Spatiotemporal Superconducting Metasurfaces for Next Gen Quantum Technologies

About the Project

Supervisors:

Dr Sajjad Taravati s.taravati@soton.ac.uk

This project, within the EPSRC Centre for Doctoral Training in Quantum Technology Engineering at the University of Southampton (https://qte.ac.uk), carries a UKRI TechExpert enhanced annual stipend around £31k for UK students. While researching the project outlined below you will also receive substantial training in scientific, technical, and commercial skills.

Project Description:

Design and pioneer groundbreaking space-time-modulated superconducting metasurfaces to overcome critical quantum computing limitations. This experimental-theoretical PhD will develop dynamic metasurfaces that enable all-to-all qubit connectivity, significantly enhance coherence, and suppress decoherence in next-generation quantum processors, working at the frontier of quantum technologies, quantum computing and electromagnetic engineering.

Quantum computing promises to revolutionize technology but faces critical challenges in qubit connectivity, decoherence, and scalability. Conventional quantum architectures suffer from limited nearest-neighbour interactions and vulnerability to environmental noise, which restricts their computational potential. This groundbreaking PhD project will address these limitations by pioneering the development of space-time-varying superconducting metasurfaces—a transformative approach to quantum processor design. You will research, design, and experimentally validate innovative Josephson-based metasurfaces that enable polychromatic qubit coupling and nonreciprocal quantum state transmission. Unlike traditional static systems, these dynamic metasurfaces will facilitate frequency-selective interactions across qubit arrays, effectively transforming limited connectivity into all-to-all qubit interactions while simultaneously suppressing crosstalk and decoherence. This research will leverage advanced electromagnetic simulation tools (CST Studio Suite, COMSOL Multiphysics), theoretical modelling of wave-matter interactions in active quantum systems, and experimental characterization using cryogenic measurement techniques. The project offers a unique opportunity to work at the intersection of quantum physics, advanced electromagnetics, and nanofabrication technology. You will gain expertise in superconducting circuit design, cryogenic measurement techniques, and quantum system characterization while contributing to foundational knowledge for future quantum technologies (6G and beyond) . This research has direct applications in enhancing quantum processing efficiency, enabling fault-tolerant quantum computation, and developing programmable quantum environments. You will join a vibrant research team with strong industrial and academic collaborations, including potential partnerships with leading quantum technology hubs. The project emphasizes both theoretical innovation and practical implementation, with access to state-of-the-art nanofabrication facilities and quantum characterization laboratories.

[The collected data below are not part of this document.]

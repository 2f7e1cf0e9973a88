//! Keeps build permalink symlinks consistent with build lifecycle events.
//!
//! A job's builds directory holds one symlink per permalink
//! (`lastStableBuild -> 12`, `lastFailedBuild -> -1`, ...) and the job root
//! holds legacy aliases (`lastStable -> builds/lastStableBuild`). The
//! [`sync::LegacyLinkSynchronizer`] writes the aliases when a build starts
//! and repairs the permalink links whenever a build completes or is deleted.

pub mod adapters;
pub mod cli;
pub mod commands;
pub mod config;
pub mod context;
pub mod engine;
pub mod error;
pub mod journal;
pub mod lifecycle;
pub mod model;
pub mod observability;
pub mod ports;
pub mod resolver;
pub mod store;
pub mod sync;

use clap::Parser;

/// Run the CLI with the provided arguments.
///
/// # Errors
///
/// Returns an error string when argument parsing, configuration loading, or
/// command execution fails.
pub fn run<I, T>(args: I) -> Result<(), String>
where
    I: IntoIterator<Item = T>,
    T: Into<std::ffi::OsString> + Clone,
{
    let cli = cli::Cli::try_parse_from(args).map_err(|err| err.to_string())?;
    let config = config::Config::load().map_err(|err| err.to_string())?;
    observability::init_logging(config.log_format);
    commands::dispatch(&cli, &config)
}

#[cfg(test)]
mod tests {
    use super::run;

    #[test]
    fn run_errors_on_unknown_subcommand() {
        let result = run(["buildlinks", "unknown"]);
        assert!(result.is_err());
    }

    #[test]
    fn run_rejects_invalid_job_name() {
        let result = run(["buildlinks", "status", "../escape"]);
        assert!(result.unwrap_err().contains("invalid job name"));
    }
}
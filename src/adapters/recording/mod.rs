//! Recording adapters that journal interactions.

pub mod link_fs;

use std::sync::{Arc, Mutex, PoisonError};

use serde::Serialize;
use tracing::warn;

use crate::journal::JournalRecorder;

/// Journal a call with a plain (non-Result) return value.
pub(crate) fn record_interaction<I, O>(
    recorder: &Arc<Mutex<JournalRecorder>>,
    port: &str,
    op: &str,
    input: &I,
    output: &O,
) where
    I: Serialize,
    O: Serialize,
{
    let (Ok(input_json), Ok(output_json)) =
        (serde_json::to_value(input), serde_json::to_value(output))
    else {
        warn!(port, op, "dropping journal entry that could not be serialized");
        return;
    };
    let mut guard = recorder.lock().unwrap_or_else(PoisonError::into_inner);
    guard.record(port, op, input_json, output_json);
}

/// Journal a `Result<T, E>` call using the Ok/Err JSON convention.
///
/// - `Ok(v)` is serialized as `{"Ok": v}`
/// - `Err(e)` is serialized as `{"Err": e.to_string()}`
pub(crate) fn record_result<T, E, I>(
    recorder: &Arc<Mutex<JournalRecorder>>,
    port: &str,
    op: &str,
    input: &I,
    result: &Result<T, E>,
) where
    T: Serialize,
    E: std::fmt::Display,
    I: Serialize,
{
    let output = match result {
        Ok(v) => match serde_json::to_value(v) {
            Ok(inner) => serde_json::json!({ "Ok": inner }),
            Err(_) => {
                warn!(port, op, "dropping journal entry that could not be serialized");
                return;
            }
        },
        Err(e) => serde_json::json!({ "Err": e.to_string() }),
    };
    record_interaction(recorder, port, op, input, &output);
}
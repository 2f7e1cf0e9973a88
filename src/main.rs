//! Binary entrypoint for the `buildlinks` CLI.

use std::process::ExitCode;

fn main() -> ExitCode {
    match buildlinks::run(std::env::args()) {
        Ok(()) => ExitCode::SUCCESS,
        Err(err) => {
            eprintln!("{err}");
            ExitCode::FAILURE
        }
    }
}
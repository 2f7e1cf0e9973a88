//! Build records and their lifecycle state.

use std::fmt;
use std::str::FromStr;

use chrono::{DateTime, Utc};
use serde::{Deserialize, Serialize};

/// Strictly increasing build number within a job.
#[derive(Debug, Clone, Copy, PartialEq, Eq, PartialOrd, Ord, Hash, Serialize, Deserialize)]
#[serde(transparent)]
pub struct BuildNumber(pub u32);

impl BuildNumber {
    /// The number following this one, or `None` at `u32::MAX`.
    #[must_use]
    pub fn next(self) -> Option<Self> {
        self.0.checked_add(1).map(Self)
    }
}

impl fmt::Display for BuildNumber {
    fn fmt(&self, f: &mut fmt::Formatter<'_>) -> fmt::Result {
        write!(f, "{}", self.0)
    }
}

impl FromStr for BuildNumber {
    type Err = std::num::ParseIntError;

    fn from_str(s: &str) -> Result<Self, Self::Err> {
        s.parse().map(Self)
    }
}

/// Terminal outcome of a build.
///
/// Variants are declared from best to worst, so the derived ordering reads
/// as severity: `Success < Unstable < Failure < NotBuilt < Aborted`.
#[derive(Debug, Clone, Copy, PartialEq, Eq, PartialOrd, Ord, Hash, Serialize, Deserialize)]
#[serde(rename_all = "snake_case")]
pub enum BuildResult {
    /// Everything passed.
    Success,
    /// Built, but with test failures or similar soft problems.
    Unstable,
    /// The build or a post-build step failed.
    Failure,
    /// The build was skipped.
    NotBuilt,
    /// The build was interrupted.
    Aborted,
}

impl BuildResult {
    /// Returns `true` if this result is at least as good as `other`.
    #[must_use]
    pub fn is_better_or_equal_to(self, other: Self) -> bool {
        self <= other
    }

    /// Lowercase name used on the command line and in records.
    #[must_use]
    pub fn as_str(self) -> &'static str {
        match self {
            Self::Success => "success",
            Self::Unstable => "unstable",
            Self::Failure => "failure",
            Self::NotBuilt => "not_built",
            Self::Aborted => "aborted",
        }
    }
}

impl fmt::Display for BuildResult {
    fn fmt(&self, f: &mut fmt::Formatter<'_>) -> fmt::Result {
        f.write_str(self.as_str())
    }
}

impl FromStr for BuildResult {
    type Err = String;

    fn from_str(s: &str) -> Result<Self, Self::Err> {
        match s.to_ascii_lowercase().replace('-', "_").as_str() {
            "success" => Ok(Self::Success),
            "unstable" => Ok(Self::Unstable),
            "failure" => Ok(Self::Failure),
            "not_built" => Ok(Self::NotBuilt),
            "aborted" => Ok(Self::Aborted),
            other => Err(format!("Unknown build result: {other}")),
        }
    }
}

/// Where a build is in its lifecycle.
#[derive(Debug, Clone, Copy, PartialEq, Eq)]
pub enum BuildState {
    /// Started, no result yet.
    InProgress,
    /// Finished with a result. Immutable from here on.
    Completed(BuildResult),
    /// Removed from the job's history.
    Deleted,
}

/// A single numbered build record.
#[derive(Debug, Clone, PartialEq)]
pub struct Build {
    /// Number within the owning job.
    pub number: BuildNumber,
    /// Lifecycle state.
    pub state: BuildState,
    /// When the build started.
    pub started_at: DateTime<Utc>,
    /// When the build reached a terminal result.
    pub completed_at: Option<DateTime<Utc>>,
}

impl Build {
    /// Creates an in-progress build.
    #[must_use]
    pub fn started(number: BuildNumber, started_at: DateTime<Utc>) -> Self {
        Self { number, state: BuildState::InProgress, started_at, completed_at: None }
    }

    /// The terminal result, if the build has completed.
    #[must_use]
    pub fn result(&self) -> Option<BuildResult> {
        match self.state {
            BuildState::Completed(result) => Some(result),
            BuildState::InProgress | BuildState::Deleted => None,
        }
    }

    /// Returns `true` while the build has no result.
    #[must_use]
    pub fn is_building(&self) -> bool {
        matches!(self.state, BuildState::InProgress)
    }
}
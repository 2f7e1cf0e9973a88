//! Live symlink adapter using `std::fs` and `std::os::unix::fs::symlink`.

use std::io;
use std::path::Path;

use crate::error::LinkError;
use crate::ports::link_fs::{LinkFs, Removal};

/// Live symlink adapter backed by the real disk.
pub struct LiveLinkFs;

impl LinkFs for LiveLinkFs {
    fn create_symlink(&self, dir: &Path, target: &Path, name: &str) -> Result<(), LinkError> {
        let link = dir.join(name);
        // Link under a scratch name, then rename over the old entry so readers
        // never observe a missing link.
        let scratch = dir.join(format!(".{name}.{}.tmp", std::process::id()));
        match std::fs::remove_file(&scratch) {
            Ok(()) => {}
            Err(e) if e.kind() == io::ErrorKind::NotFound => {}
            Err(e) => return Err(LinkError::from_io("remove", scratch, e)),
        }
        symlink(target, &scratch)?;
        std::fs::rename(&scratch, &link).map_err(|e| {
            let _ = std::fs::remove_file(&scratch);
            LinkError::from_io("rename", &link, e)
        })
    }

    fn read_link(&self, path: &Path) -> Result<Option<String>, LinkError> {
        let meta = match std::fs::symlink_metadata(path) {
            Ok(meta) => meta,
            Err(e) if e.kind() == io::ErrorKind::NotFound => return Ok(None),
            Err(e) => return Err(LinkError::from_io("stat", path, e)),
        };
        if !meta.file_type().is_symlink() {
            return Ok(None);
        }
        let target = std::fs::read_link(path).map_err(|e| LinkError::from_io("readlink", path, e))?;
        Ok(Some(target.to_string_lossy().into_owned()))
    }

    fn remove(&self, path: &Path) -> Result<Removal, LinkError> {
        let meta = match std::fs::symlink_metadata(path) {
            Ok(meta) => meta,
            Err(e) if e.kind() == io::ErrorKind::NotFound => return Ok(Removal::Absent),
            Err(e) => return Err(LinkError::from_io("stat", path, e)),
        };
        let result = if meta.is_dir() { std::fs::remove_dir(path) } else { std::fs::remove_file(path) };
        result.map(|()| Removal::Removed).map_err(|e| LinkError::from_io("remove", path, e))
    }

    fn is_dir(&self, path: &Path) -> bool {
        path.is_dir()
    }
}

#[cfg(unix)]
fn symlink(target: &Path, link: &Path) -> Result<(), LinkError> {
    std::os::unix::fs::symlink(target, link).map_err(|e| LinkError::from_io("symlink", link, e))
}

#[cfg(not(unix))]
fn symlink(_target: &Path, link: &Path) -> Result<(), LinkError> {
    Err(LinkError::Unsupported { path: link.to_path_buf() })
}

#[cfg(all(test, unix))]
mod tests {
    use super::*;

    #[test]
    fn create_read_replace_remove() {
        let dir = tempfile::tempdir().unwrap();
        let fs = LiveLinkFs;
        let link = dir.path().join("lastStableBuild");

        assert_eq!(fs.read_link(&link).unwrap(), None);

        fs.create_symlink(dir.path(), Path::new("1"), "lastStableBuild").unwrap();
        assert_eq!(fs.read_link(&link).unwrap().as_deref(), Some("1"));

        fs.create_symlink(dir.path(), Path::new("2"), "lastStableBuild").unwrap();
        assert_eq!(fs.read_link(&link).unwrap().as_deref(), Some("2"));

        assert_eq!(fs.remove(&link).unwrap(), Removal::Removed);
        assert_eq!(fs.remove(&link).unwrap(), Removal::Absent);
    }

    #[test]
    fn dangling_links_are_still_readable() {
        let dir = tempfile::tempdir().unwrap();
        let fs = LiveLinkFs;
        fs.create_symlink(dir.path(), Path::new("-1"), "lastFailedBuild").unwrap();
        let link = dir.path().join("lastFailedBuild");
        assert!(!link.exists());
        assert_eq!(fs.read_link(&link).unwrap().as_deref(), Some("-1"));
    }

    #[test]
    fn regular_file_reads_as_no_link() {
        let dir = tempfile::tempdir().unwrap();
        let path = dir.path().join("lastStableBuild");
        std::fs::write(&path, "1").unwrap();
        assert_eq!(LiveLinkFs.read_link(&path).unwrap(), None);
        assert_eq!(LiveLinkFs.remove(&path).unwrap(), Removal::Removed);
    }

    #[test]
    fn non_empty_directory_cannot_be_removed() {
        let dir = tempfile::tempdir().unwrap();
        let path = dir.path().join("lastStableBuild");
        std::fs::create_dir_all(path.join("inner")).unwrap();
        assert!(LiveLinkFs.remove(&path).is_err());
    }
}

For more information, please contact the supervisor: Dr Sajjad Taravati s.taravati@soton.ac.uk

Entry Requirements:

Undergraduate degree (at least UK 2:1 honours degree, or international equivalent).

Closing Date:

31 August 2026. International applicants must apply before 31 March 2026.

Funding:

See funding notes below.

How to Apply:

Please apply via the online portal and select:

• Programme type: Research
• Academic year: 2026/27
• Full time or part time
• Faculty: Engineering and Physical Sciences

Search for programme PhD Quantum Tech Eng

Please add the name of the supervisor in section 2 of the application.

Applications should include:

• your CV (resumé)
• 2 academic references
• degree transcripts/ certificates to date
• English language qualification (if applicable)

We are committed to promoting equality, diversity, and inclusivity and give full consideration to applicants seeking part-time study. The University of Southampton takes personal circumstances into account, has onsite childcare facilities, is committed to sustainability and has been awarded the Platinum EcoAward.